There’s simply no way to avoid it – 2018 was tough for the Baltimore Orioles, the team for which Owasso High School-ex Dylan Bundy has pitched the last three seasons.
The O’s lost a franchise-record 115 games, traded most of their best players and fired manager Buck Showalter at season’s end.
Bundy, 26, started a career-best 31 games but lost 16, tying him for the American League lead.
“Yeah, it’s tough,” Bundy says. “We had high expectations in spring training, especially after we signed [Alex] Cobb and [Andrew] Cashner. We started out not very well and really couldn’t get out of the hole we created for ourselves in April. And then obviously, when we had to trade all those guys away – a totally different team now.”

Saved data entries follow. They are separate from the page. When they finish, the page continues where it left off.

//! Command line interface for apk_autosign.
//!
//! This module provides the CLI front end: argument parsing, settings
//! lookup, command dispatch and terminal output.

mod args;
pub mod commands;
mod output;

pub use args::{Args, Command, ConfigAction, RuntimeConfig, SignArgs};
pub use output::OutputManager;

use crate::config::ConfigStore;
use crate::error::{CliError, Result};

/// Main CLI entry point
pub async fn run() -> Result<i32> {
    let args = Args::parse_args();
    execute(args).await
}

/// Runs already parsed arguments.
pub async fn execute(args: Args) -> Result<i32> {
    args.validate()
        .map_err(|reason| CliError::InvalidArguments { reason })?;

    let runtime = RuntimeConfig::from(&args);
    let store = args
        .config
        .clone()
        .map(ConfigStore::new)
        .unwrap_or_default();
    log::debug!("Using settings file {}", store.path().display());

    match &args.command {
        Command::Sign(sign) => commands::sign(sign, &store, &runtime).await,
        Command::OpenDir { apk } => commands::open_dir(apk.as_deref(), &runtime).await,
        Command::Config { action } => commands::config(*action, &store, &runtime).await,
    }
}
//! `open-dir` command: show the package's directory in the desktop file
//! manager.

use crate::cli::RuntimeConfig;
use crate::error::{CliError, Result};
use anyhow::Context;
use std::path::{Path, PathBuf};

#[cfg(target_os = "macos")]
const OPENER: &str = "open";

#[cfg(target_os = "windows")]
const OPENER: &str = "explorer";

#[cfg(not(any(target_os = "macos", target_os = "windows")))]
const OPENER: &str = "xdg-open";

/// Directory holding `apk`, which must already exist.
pub fn output_dir(apk: Option<&Path>) -> Result<PathBuf> {
    let apk = apk
        .filter(|p| !p.as_os_str().is_empty())
        .ok_or_else(|| CliError::MissingArgument {
            argument: "apk".to_string(),
        })?;

    match apk.parent() {
        Some(dir) if !dir.as_os_str().is_empty() && dir.is_dir() => Ok(dir.to_path_buf()),
        _ => Err(CliError::InvalidArguments {
            reason: format!(
                "Select the package first: the directory of {} does not exist",
                apk.display()
            ),
        }
        .into()),
    }
}

/// Opens the directory of `apk`. Returns the process exit code.
pub async fn open_dir(apk: Option<&Path>, runtime: &RuntimeConfig) -> Result<i32> {
    let dir = output_dir(apk)?;
    log::info!("Opening {} with {}", dir.display(), OPENER);

    let status = tokio::process::Command::new(OPENER)
        .arg(&dir)
        .status()
        .await
        .with_context(|| format!("failed to launch {}", OPENER))?;

    // explorer.exe exits non-zero even when the window opened
    if !status.success() && !cfg!(target_os = "windows") {
        return Err(CliError::ExecutionFailed {
            command: format!("{} {}", OPENER, dir.display()),
            reason: format!("exited with {}", status),
        }
        .into());
    }

    runtime.success(&format!("Opened {}", dir.display()))?;
    Ok(0)
}
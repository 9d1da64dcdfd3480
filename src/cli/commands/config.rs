//! `config` command: inspect the remembered settings.

use crate::cli::RuntimeConfig;
use crate::cli::args::ConfigAction;
use crate::config::ConfigStore;
use crate::error::Result;

/// Runs a `config` action. Returns the process exit code.
pub async fn config(action: ConfigAction, store: &ConfigStore, runtime: &RuntimeConfig) -> Result<i32> {
    match action {
        ConfigAction::Path => {
            println!("{}", store.path().display());
        }
        ConfigAction::Show => match store.load().await? {
            Some(config) => {
                println!("{}", serde_json::to_string_pretty(&config.redacted())?);
            }
            None => {
                runtime.warn(&format!(
                    "No saved settings at {}",
                    store.path().display()
                ))?;
            }
        },
    }
    Ok(0)
}
//! Shared helpers for integration tests: stub build tools written as shell
//! scripts into a temporary build-tools directory.

#![allow(dead_code)]

use std::os::unix::fs::PermissionsExt;
use std::path::{Path, PathBuf};

/// Serializes tests that write and then execute scripts. Executing a file
/// that another thread's fork still holds open for writing fails with
/// ETXTBSY, so script creation and execution never overlap across tests.
pub static EXEC_LOCK: tokio::sync::Mutex<()> = tokio::sync::Mutex::const_new(());

/// Writes an executable script.
pub fn write_script(path: &Path, body: &str) {
    std::fs::write(path, format!("#!/bin/sh\n{body}")).unwrap();
    std::fs::set_permissions(path, std::fs::Permissions::from_mode(0o755)).unwrap();
}

/// A workspace with a build-tools directory, a keystore and a package.
pub struct Workspace {
    pub root: tempfile::TempDir,
    pub tools: PathBuf,
    pub keystore: PathBuf,
    pub package: PathBuf,
}

impl Workspace {
    /// Creates the layout. No tools are installed yet.
    pub fn new() -> Self {
        let root = tempfile::tempdir().unwrap();
        let tools = root.path().join("build-tools");
        let out = root.path().join("out");
        std::fs::create_dir_all(&tools).unwrap();
        std::fs::create_dir_all(&out).unwrap();

        let keystore = root.path().join("release.jks");
        std::fs::write(&keystore, b"keystore").unwrap();
        let package = out.join("app.apk");
        std::fs::write(&package, b"PK apk contents").unwrap();

        Self {
            root,
            tools,
            keystore,
            package,
        }
    }

    /// Installs a `zipalign` that copies `$4` to `$5` and exits with `exit`.
    pub fn install_zipalign(&self, exit: i32) {
        write_script(
            &self.tools.join("zipalign"),
            &format!(
                "echo \"Verifying alignment of $5 ($3)...\"\n\
                 cp \"$4\" \"$5\"\n\
                 echo \"Verification succesful\"\n\
                 exit {exit}\n"
            ),
        );
    }

    /// Installs an `apksigner` that copies the input (`$12`) to `--out`
    /// (`$11`) on success and prints its arguments.
    pub fn install_apksigner(&self, exit: i32) {
        write_script(
            &self.tools.join("apksigner"),
            &format!(
                "echo \"apksigner $1 ks=$3 alias=$7\"\n\
                 if [ {exit} -eq 0 ]; then cp \"${{12}}\" \"${{11}}\"; else echo \"Failed to load signer\" >&2; fi\n\
                 exit {exit}\n"
            ),
        );
    }

    /// Path of the aligned intermediate package.
    pub fn intermediate(&self) -> PathBuf {
        self.package.with_file_name("unSign-app.apk")
    }

    /// Path of the signed package.
    pub fn signed(&self) -> PathBuf {
        self.package.with_file_name("sign-app.apk")
    }

    /// Settings file location inside the workspace.
    pub fn config_path(&self) -> PathBuf {
        self.root.path().join("settings").join("auto_sign_config.json")
    }
}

Late in the 2012 season, the Orioles added Bundy to their 40-man roster and he made his Major League debut at age 19 after signing with the organization the previous year. He went back to the minor leagues for three years before returning to Baltimore in 2016. Bundy has pitched in 97 games for the Orioles, all for Showalter, who led them to three playoff appearances in nine seasons.
Bundy will pitch for a different manager in 2019 but he relished the time with Showalter.
“As far as situations and knowing the game, the rules of the game, stuff like that on a baseball field, he’s probably one of the smartest human beings as far as situational stuff in-game and situations like that,” Bundy says. “It’s pretty impressive.”
Bundy spends the offseason in Owasso and enjoys hunting season – a nice retreat from two months of spring training in Arizona and 162 regular-season games.
“I’ve got a house a small golf shot away from where I grew up,” Bundy says. “I plan on staying in Oklahoma. That’s where I want to be and that’s where all my family’s from. I just like the area also – big fan of it. There’s not many people and there’s not [traffic] congestion.”
During the season, he enjoys seeing fellow Oklahomans around the big leagues, including two other Owasso High products, Brian Flynn of the Kansas City Royals and Pete Kozma of the Detroit Tigers.
“I was able to talk to [Flynn] when they came to us,” Bundy says. “It’s always cool to see small-town people from that area get to the big leagues and hopefully stay there.”
Another silver lining from 2018 is that Bundy was again able to stay healthy, something he doesn’t take lightly after battling injuries early in his career.
“I’m just learning every single day, every single year, then trying to build on that and trying to get better each year,” he says.